Mengingat hal ini membuat Nura yang menatap keluar jendela mobil sembari berdecak pelan, melihat Bagas kembali setelah Nuraa memutuskan untuk keluar rumah Wiraatmaja pasca Ibunya meninggal membuat perasaan yang tidak bisa di hilangkan Nura terhadap Aditya sepenuhnya dari hatinya kembali bergejolak.

Sebanyak apapun pria mendekatinya, tertarik pada paras cantik dan juga kepintarannya, tanpa sadar Nura akan membandingkan pria tersebut dengan cinta pertamanya tersebut. Seorang yang sebenarnya haram walaupun hanya untuk di pandang karena dia adalah seorang bawahan sementara yang di cintainya adalah Pangeran.

"Kenapa berdecak, apa kamu keberatan untuk pergi ke rumah?"

Suara ketus dari Bagas membuat Nura menoleh, bahkan Nura tidak sadar jika dia telah berdecak seperti yang di ucapkan pria itu.

"Saya sama sekali nggak keberatan, Mas Bagas. Malah saya merasa nggak enak Mas Bagas harus nyamperin saya ke kantor."

Nura menggaruk tengkuknya yang tidak gatal, merasa sedikit tidak nyaman dengan keketusan Bagas yang sedikit menusuk hatinya. Perlakuan yang sudah Nura dapatkan dari dulu, tapi tidak pernah membuat Nura terbiasa.

"Kalau merasa nggak enak, jangan sampai di minta, seharusnya tahu untuk datang."
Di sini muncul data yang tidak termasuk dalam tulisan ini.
//! Witness Encoding
//!
//! Flat, serde-friendly form of a [`CustodyCall`], carried as the witness
//! of a Charms transaction. Fields not used by an operation stay `None`.
//!
//! ## Operations
//!
//! | Op   | Action             | Fields                      |
//! |------|--------------------|-----------------------------|
//! | 0x00 | Initialize         | `account`, `pool`           |
//! | 0x01 | GrantRole          | `role`, `account`           |
//! | 0x02 | RevokeRole         | `role`, `account`           |
//! | 0x03 | RenounceRole       | `role`                      |
//! | 0x10 | Mint               | `id`, `amount`              |
//! | 0x11 | MintForHolder      | `account`, `amount`         |
//! | 0x12 | MintFrom           | `id`, `amount`, `account`   |
//! | 0x13 | Redeem             | `amount`                    |
//! | 0x14 | RedeemUnderlying   | `amount`                    |
//! | 0x20 | SetHolders         | `holders`                   |
//! | 0x21 | SetTokenId         | `id`                        |
//! | 0x22 | BatchAddHolder     | `id`                        |
//! | 0x30 | AuthorizeUpgrade   | `account`                   |
//! | 0x31 | UpgradeTo          | `account`                   |

use serde::{Deserialize, Serialize};

use custody_common::{
    errors::{CustodyError, CustodyResult},
    types::{Address, CustodyAction, CustodyCall, Role},
};

/// Operation codes encoded in witness data
pub mod op {
    pub const INITIALIZE: u8 = 0x00;
    pub const GRANT_ROLE: u8 = 0x01;
    pub const REVOKE_ROLE: u8 = 0x02;
    pub const RENOUNCE_ROLE: u8 = 0x03;

    pub const MINT: u8 = 0x10;
    pub const MINT_FOR_HOLDER: u8 = 0x11;
    pub const MINT_FROM: u8 = 0x12;
    pub const REDEEM: u8 = 0x13;
    pub const REDEEM_UNDERLYING: u8 = 0x14;

    pub const SET_HOLDERS: u8 = 0x20;
    pub const SET_TOKEN_ID: u8 = 0x21;
    pub const BATCH_ADD_HOLDER: u8 = 0x22;

    pub const AUTHORIZE_UPGRADE: u8 = 0x30;
    pub const UPGRADE_TO: u8 = 0x31;
}

/// Witness structure for vault operations (serialized via serde)
#[derive(Debug, Clone, PartialEq, Eq, Serialize, Deserialize)]
pub struct CustodyWitness {
    pub op: u8,
    /// Claimed caller. The witness is not signed: the vault checks this
    /// account's roles but cannot prove the spell was built by it. Hosts
    /// must bind it to an authenticated signer before trusting a transition.
    pub caller: Address,
    pub block_height: u64,
    /// Role tag, see [`Role::tag`]
    pub role: Option<u8>,
    pub amount: Option<u128>,
    /// Pool id, token id or batch size depending on `op`
    pub id: Option<u64>,
    /// Account, holder, source or implementation depending on `op`
    pub account: Option<Address>,
    /// Yield pool endpoint (initialize only)
    pub pool: Option<Address>,
    pub holders: Option<Vec<Address>>,
}

impl CustodyWitness {
    fn empty(op: u8, caller: Address, block_height: u64) -> Self {
        Self {
            op,
            caller,
            block_height,
            role: None,
            amount: None,
            id: None,
            account: None,
            pool: None,
            holders: None,
        }
    }

    /// Encode a call as a witness
    pub fn from_call(call: &CustodyCall) -> Self {
        let mut w = Self::empty(0, call.caller, call.block_height);
        match &call.action {
            CustodyAction::Initialize { custody_asset, yield_pool } => {
                w.op = op::INITIALIZE;
                w.account = Some(*custody_asset);
                w.pool = Some(*yield_pool);
            }
            CustodyAction::GrantRole { role, account } => {
                w.op = op::GRANT_ROLE;
                w.role = Some(role.tag());
                w.account = Some(*account);
            }
            CustodyAction::RevokeRole { role, account } => {
                w.op = op::REVOKE_ROLE;
                w.role = Some(role.tag());
                w.account = Some(*account);
            }
            CustodyAction::RenounceRole { role } => {
                w.op = op::RENOUNCE_ROLE;
                w.role = Some(role.tag());
            }
            CustodyAction::Mint { pool_id, amount } => {
                w.op = op::MINT;
                w.id = Some(*pool_id);
                w.amount = Some(*amount);
            }
            CustodyAction::MintForHolder { holder, amount } => {
                w.op = op::MINT_FOR_HOLDER;
                w.account = Some(*holder);
                w.amount = Some(*amount);
            }
            CustodyAction::MintFrom { pool_id, amount, from } => {
                w.op = op::MINT_FROM;
                w.id = Some(*pool_id);
                w.amount = Some(*amount);
                w.account = Some(*from);
            }
            CustodyAction::Redeem { amount } => {
                w.op = op::REDEEM;
                w.amount = Some(*amount);
            }
            CustodyAction::RedeemUnderlying { amount } => {
                w.op = op::REDEEM_UNDERLYING;
                w.amount = Some(*amount);
            }
            CustodyAction::SetHolders { holders } => {
                w.op = op::SET_HOLDERS;
                w.holders = Some(holders.clone());
            }
            CustodyAction::SetTokenId { token_id } => {
                w.op = op::SET_TOKEN_ID;
                w.id = Some(*token_id);
            }
            CustodyAction::BatchAddHolder { size } => {
                w.op = op::BATCH_ADD_HOLDER;
                w.id = Some(*size);
            }
            CustodyAction::AuthorizeUpgrade { new_implementation } => {
                w.op = op::AUTHORIZE_UPGRADE;
                w.account = Some(*new_implementation);
            }
            CustodyAction::UpgradeTo { new_implementation } => {
                w.op = op::UPGRADE_TO;
                w.account = Some(*new_implementation);
            }
        }
        w
    }

    /// Decode into a call; `InvalidWitness` on an unknown op, a missing
    /// field or an unknown role tag
    pub fn to_call(&self) -> CustodyResult<CustodyCall> {
        let role = || self.role.and_then(Role::from_tag);

        let action = match self.op {
            op::INITIALIZE => CustodyAction::Initialize {
                custody_asset: field(self.account)?,
                yield_pool: field(self.pool)?,
            },
            op::GRANT_ROLE => CustodyAction::GrantRole {
                role: field(role())?,
                account: field(self.account)?,
            },
            op::REVOKE_ROLE => CustodyAction::RevokeRole {
                role: field(role())?,
                account: field(self.account)?,
            },
            op::RENOUNCE_ROLE => CustodyAction::RenounceRole { role: field(role())? },
            op::MINT => CustodyAction::Mint {
                pool_id: field(self.id)?,
                amount: field(self.amount)?,
            },
            op::MINT_FOR_HOLDER => CustodyAction::MintForHolder {
                holder: field(self.account)?,
                amount: field(self.amount)?,
            },
            op::MINT_FROM => CustodyAction::MintFrom {
                pool_id: field(self.id)?,
                amount: field(self.amount)?,
                from: field(self.account)?,
            },
            op::REDEEM => CustodyAction::Redeem { amount: field(self.amount)? },
            op::REDEEM_UNDERLYING => CustodyAction::RedeemUnderlying {
                amount: field(self.amount)?,
            },
            op::SET_HOLDERS => CustodyAction::SetHolders {
                holders: field(self.holders.clone())?,
            },
            op::SET_TOKEN_ID => CustodyAction::SetTokenId { token_id: field(self.id)? },
            op::BATCH_ADD_HOLDER => CustodyAction::BatchAddHolder { size: field(self.id)? },
            op::AUTHORIZE_UPGRADE => CustodyAction::AuthorizeUpgrade {
                new_implementation: field(self.account)?,
            },
            op::UPGRADE_TO => CustodyAction::UpgradeTo {
                new_implementation: field(self.account)?,
            },
            _ => return Err(CustodyError::InvalidWitness),
        };

        Ok(CustodyCall::new(self.caller, self.block_height, action))
    }
}

fn field<T>(value: Option<T>) -> CustodyResult<T> {
    value.ok_or(CustodyError::InvalidWitness)
}

#[cfg(test)]
mod tests {
    use super::*;

    const ADMIN: Address = [1u8; 32];

    fn cbor_roundtrip(w: &CustodyWitness) -> CustodyWitness {
        let mut buf = Vec::new();
        ciborium::into_writer(w, &mut buf).unwrap();
        ciborium::from_reader(buf.as_slice()).unwrap()
    }

    #[test]
    fn test_mint_from_witness_decodes() {
        let call = CustodyCall::new(
            ADMIN,
            42,
            CustodyAction::MintFrom { pool_id: 3, amount: 1_000, from: [7u8; 32] },
        );

        let witness = CustodyWitness::from_call(&call);
        assert_eq!(witness.op, op::MINT_FROM);

        let decoded = cbor_roundtrip(&witness).to_call().unwrap();
        assert_eq!(decoded, call);
    }

    #[test]
    fn test_set_holders_witness_keeps_order_and_duplicates() {
        let holders = vec![[5u8; 32], [6u8; 32], [5u8; 32]];
        let action = CustodyAction::SetHolders { holders: holders.clone() };
        let call = CustodyCall::new(ADMIN, 9, action);

        let decoded = cbor_roundtrip(&CustodyWitness::from_call(&call)).to_call().unwrap();
        assert_eq!(decoded.action, CustodyAction::SetHolders { holders });
    }

    #[test]
    fn test_missing_field_rejected() {
        let mut witness = CustodyWitness::from_call(&CustodyCall::new(
            ADMIN,
            1,
            CustodyAction::Redeem { amount: 10 },
        ));
        witness.amount = None;
        assert_eq!(witness.to_call(), Err(CustodyError::InvalidWitness));
    }

    #[test]
    fn test_unknown_op_rejected() {
        let mut witness = CustodyWitness::from_call(&CustodyCall::new(
            ADMIN,
            1,
            CustodyAction::SetTokenId { token_id: 4 },
        ));
        witness.op = 0xFF;
        assert_eq!(witness.to_call(), Err(CustodyError::InvalidWitness));
    }

    #[test]
    fn test_unknown_role_tag_rejected() {
        let mut witness = CustodyWitness::from_call(&CustodyCall::new(
            ADMIN,
            1,
            CustodyAction::RenounceRole { role: Role::Operator },
        ));
        assert_eq!(witness.role, Some(2));
        witness.role = Some(9);
        assert_eq!(witness.to_call(), Err(CustodyError::InvalidWitness));
    }
}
Nura mengangguk kaku, memang benar Nura jarang mengunjungi rumah Wiraatmaja, Nura tahu diri sudah merepotkan begitu banyak keluarga tersebut, datang tanpa ada maksud yang jelas tentu saja Nura berpikir hal itu akan mengganggu. Tapi tidak datang karena pemikirannya tersebut, ternyata tetap hal yang salah juga.

Gerutuan Bagas tidak berhenti hanya cukup sampai di situ, kalimat yang terucap dengan nada ringan tanpa beban darinya kembali menyakiti Nura tanpa pria itu sadari.

"Begitu keluar dari rumah nggak pernah balik sama sekali, kayak orang nggak tahu terimakasih. Kurang baik apa kami sama kamu dan almarhum Ibumu, Ra? Sampai untuk hal seperti ini saja Papaku yang harus memintamu. Heran kenapa Papa sama Aditya bisa sepeduli ini terhadap orang tidak tahu diri sepertimu."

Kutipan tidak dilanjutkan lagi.